//! Registration, login and profile.

use secrecy::SecretString;

use corner_shop_storefront::error::{
    AppError, Result, add_breadcrumb, clear_sentry_user, set_sentry_user,
};
use corner_shop_storefront::identity::PrincipalSource;
use corner_shop_storefront::services::{AuthService, ProfileUpdate, RegisterRequest};

use super::Shop;
use crate::terminal::say;

pub fn register(
    shop: &Shop,
    name: String,
    email: String,
    password: SecretString,
    address: Option<String>,
) -> Result<()> {
    let auth = AuthService::new(&shop.store);
    let principal = auth.register(RegisterRequest {
        name,
        email,
        password,
        address,
    })?;
    say(&format!(
        "Welcome, {}! Log in with: shop login --email {}",
        principal.name, principal.email
    ));
    Ok(())
}

pub fn login(shop: &Shop, email: &str, password: &SecretString) -> Result<()> {
    let auth = AuthService::new(&shop.store);
    let principal = auth.login(email, password)?;
    set_sentry_user(principal.email.as_str());
    add_breadcrumb("auth", "Logged in", None);
    say(&format!("Logged in as {} <{}>", principal.name, principal.email));
    Ok(())
}

pub fn logout(shop: &Shop) {
    AuthService::new(&shop.store).logout();
    add_breadcrumb("auth", "Logged out", None);
    clear_sentry_user();
    say("Logged out.");
}

pub fn whoami(shop: &Shop) {
    match AuthService::new(&shop.store).current_principal() {
        Some(p) => say(&format!(
            "{} <{}>{}",
            p.name,
            p.email,
            p.address
                .map(|a| format!(", ships to {a}"))
                .unwrap_or_default()
        )),
        None => say("Browsing as guest."),
    }
}

pub fn profile(shop: &Shop, update: ProfileUpdate) -> Result<()> {
    if update.name.is_none() && update.address.is_none() && update.password.is_none() {
        return Err(AppError::BadRequest(
            "Nothing to update, pass --name, --address or --password".to_string(),
        ));
    }
    let principal = AuthService::new(&shop.store).update_profile(update)?;
    add_breadcrumb("auth", "Updated profile", None);
    say(&format!(
        "Profile saved: {} <{}>, address: {}",
        principal.name,
        principal.email,
        principal.address.as_deref().unwrap_or("(none)")
    ));
    Ok(())
}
^^^^^^^^
WHAT THIS TASK INVOLVES: Return the final stretch of the listing exactly, starting with the line that contains "pub fn login(shop: &Shop, email: &str, password: &SecretString)" and ending with the last line.

SOLUTION FOR THIS TASK:
pub fn login(shop: &Shop, email: &str, password: &SecretString) -> Result<()> {
    let auth = AuthService::new(&shop.store);
    let principal = auth.login(email, password)?;
    set_sentry_user(principal.email.as_str());
    add_breadcrumb("auth", "Logged in", None);
    say(&format!("Logged in as {} <{}>", principal.name, principal.email));
    Ok(())
}

pub fn logout(shop: &Shop) {
    AuthService::new(&shop.store).logout();
    add_breadcrumb("auth", "Logged out", None);
    clear_sentry_user();
    say("Logged out.");
}

pub fn whoami(shop: &Shop) {
    match AuthService::new(&shop.store).current_principal() {
        Some(p) => say(&format!(
            "{} <{}>{}",
            p.name,
            p.email,
            p.address
                .map(|a| format!(", ships to {a}"))
                .unwrap_or_default()
        )),
        None => say("Browsing as guest."),
    }
}

pub fn profile(shop: &Shop, update: ProfileUpdate) -> Result<()> {
    if update.name.is_none() && update.address.is_none() && update.password.is_none() {
        return Err(AppError::BadRequest(
            "Nothing to update, pass --name, --address or --password".to_string(),
        ));
    }
    let principal = AuthService::new(&shop.store).update_profile(update)?;
    add_breadcrumb("auth", "Updated profile", None);
    say(&format!(
        "Profile saved: {} <{}>, address: {}",
        principal.name,
        principal.email,
        principal.address.as_deref().unwrap_or("(none)")
    ));
    Ok(())
}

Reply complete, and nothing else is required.